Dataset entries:

- Opening Delimiter -

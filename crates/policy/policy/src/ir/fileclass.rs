use std::sync::Arc;
use std::sync::atomic::{AtomicU64, Ordering};

use super::condition::Condition;

static NEXT_ID: AtomicU64 = AtomicU64::new(0);

/// A named, reusable condition.
///
/// Cloning is cheap: every clone shares the same declaration and the same
/// [`id`](Self::id). Combining a `FileClass` with another condition embeds it
/// as a leaf, so compiled filters for the class can be cached per declaration.
#[derive(Debug, Clone)]
pub struct FileClass(Arc<Inner>);

#[derive(Debug)]
struct Inner {
    id: u64,
    name: String,
    condition: Condition,
}

impl FileClass {
    /// Create a class. Names are only checked for uniqueness when the class
    /// is declared in a [`Namespace`](crate::Namespace).
    pub fn new(name: impl Into<String>, condition: Condition) -> Self {
        Self(Arc::new(Inner {
            id: NEXT_ID.fetch_add(1, Ordering::Relaxed),
            name: name.into(),
            condition,
        }))
    }

    /// Identity of this declaration, shared by its clones only.
    pub fn id(&self) -> u64 {
        self.0.id
    }

    pub fn name(&self) -> &str {
        &self.0.name
    }

    pub fn condition(&self) -> &Condition {
        &self.0.condition
    }

    #[must_use]
    pub fn and(&self, other: impl Into<Condition>) -> Condition {
        Condition::from(self.clone()).and(other)
    }

    #[must_use]
    pub fn or(&self, other: impl Into<Condition>) -> Condition {
        Condition::from(self.clone()).or(other)
    }

    #[must_use]
    pub fn negate(&self) -> Condition {
        Condition::from(self.clone()).negate()
    }
}

impl PartialEq for FileClass {
    fn eq(&self, other: &Self) -> bool {
        Arc::ptr_eq(&self.0, &other.0)
            || (self.0.name == other.0.name && self.0.condition == other.0.condition)
    }
}

impl From<FileClass> for Condition {
    fn from(class: FileClass) -> Self {
        Self::Class(class)
    }
}

impl From<&FileClass> for Condition {
    fn from(class: &FileClass) -> Self {
        Self::Class(class.clone())
    }
}

#[cfg(test)]
mod tests {
    use super::*;
    use crate::ir::condition::{NAME, SIZE};

    #[test]
    fn class_forwards_combinators() {
        let logs = FileClass::new("logs", NAME.eq("*.log"));
        let big_logs = logs.and(SIZE.gt("1GB"));
        assert_eq!(
            big_logs.to_source(),
            r#"(fileclass(logs) && Size > "1GB")"#
        );
        assert_eq!(logs.negate().to_source(), "!fileclass(logs)");
    }

    #[test]
    fn clones_share_the_declaration() {
        let logs = FileClass::new("logs", NAME.eq("*.log"));
        let other = logs.clone();
        assert!(Arc::ptr_eq(&logs.0, &other.0));
        assert_eq!(other.id(), logs.id());
        assert_eq!(other.condition(), &NAME.eq("*.log"));
    }

    #[test]
    fn each_declaration_has_its_own_id() {
        let a = FileClass::new("logs", NAME.eq("*.log"));
        let b = FileClass::new("logs", NAME.eq("*.log"));
        assert_ne!(a.id(), b.id());
        assert_eq!(a, b);
        assert_ne!(a, FileClass::new("logs", NAME.eq("*.tmp")));
    }
}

- Closing Delimiter -

WHAT IS NEEDED
An exact copy of every record above is required.

YOUR RESPONSE
filename crates/policy/policy/src/ir/fileclass.rs
use std::sync::Arc;
use std::sync::atomic::{AtomicU64, Ordering};

use super::condition::Condition;

static NEXT_ID: AtomicU64 = AtomicU64::new(0);

/// A named, reusable condition.
///
/// Cloning is cheap: every clone shares the same declaration and the same
/// [`id`](Self::id). Combining a `FileClass` with another condition embeds it
/// as a leaf, so compiled filters for the class can be cached per declaration.
#[derive(Debug, Clone)]
pub struct FileClass(Arc<Inner>);

#[derive(Debug)]
struct Inner {
    id: u64,
    name: String,
    condition: Condition,
}

impl FileClass {
    /// Create a class. Names are only checked for uniqueness when the class
    /// is declared in a [`Namespace`](crate::Namespace).
    pub fn new(name: impl Into<String>, condition: Condition) -> Self {
        Self(Arc::new(Inner {
            id: NEXT_ID.fetch_add(1, Ordering::Relaxed),
            name: name.into(),
            condition,
        }))
    }

    /// Identity of this declaration, shared by its clones only.
    pub fn id(&self) -> u64 {
        self.0.id
    }

    pub fn name(&self) -> &str {
        &self.0.name
    }

    pub fn condition(&self) -> &Condition {
        &self.0.condition
    }

    #[must_use]
    pub fn and(&self, other: impl Into<Condition>) -> Condition {
        Condition::from(self.clone()).and(other)
    }

    #[must_use]
    pub fn or(&self, other: impl Into<Condition>) -> Condition {
        Condition::from(self.clone()).or(other)
    }

    #[must_use]
    pub fn negate(&self) -> Condition {
        Condition::from(self.clone()).negate()
    }
}

impl PartialEq for FileClass {
    fn eq(&self, other: &Self) -> bool {
        Arc::ptr_eq(&self.0, &other.0)
            || (self.0.name == other.0.name && self.0.condition == other.0.condition)
    }
}

impl From<FileClass> for Condition {
    fn from(class: FileClass) -> Self {
        Self::Class(class)
    }
}

impl From<&FileClass> for Condition {
    fn from(class: &FileClass) -> Self {
        Self::Class(class.clone())
    }
}

#[cfg(test)]
mod tests {
    use super::*;
    use crate::ir::condition::{NAME, SIZE};

    #[test]
    fn class_forwards_combinators() {
        let logs = FileClass::new("logs", NAME.eq("*.log"));
        let big_logs = logs.and(SIZE.gt("1GB"));
        assert_eq!(
            big_logs.to_source(),
            r#"(fileclass(logs) && Size > "1GB")"#
        );
        assert_eq!(logs.negate().to_source(), "!fileclass(logs)");
    }

    #[test]
    fn clones_share_the_declaration() {
        let logs = FileClass::new("logs", NAME.eq("*.log"));
        let other = logs.clone();
        assert!(Arc::ptr_eq(&logs.0, &other.0));
        assert_eq!(other.id(), logs.id());
        assert_eq!(other.condition(), &NAME.eq("*.log"));
    }

    #[test]
    fn each_declaration_has_its_own_id() {
        let a = FileClass::new("logs", NAME.eq("*.log"));
        let b = FileClass::new("logs", NAME.eq("*.log"));
        assert_ne!(a.id(), b.id());
        assert_eq!(a, b);
        assert_ne!(a, FileClass::new("logs", NAME.eq("*.tmp")));
    }
}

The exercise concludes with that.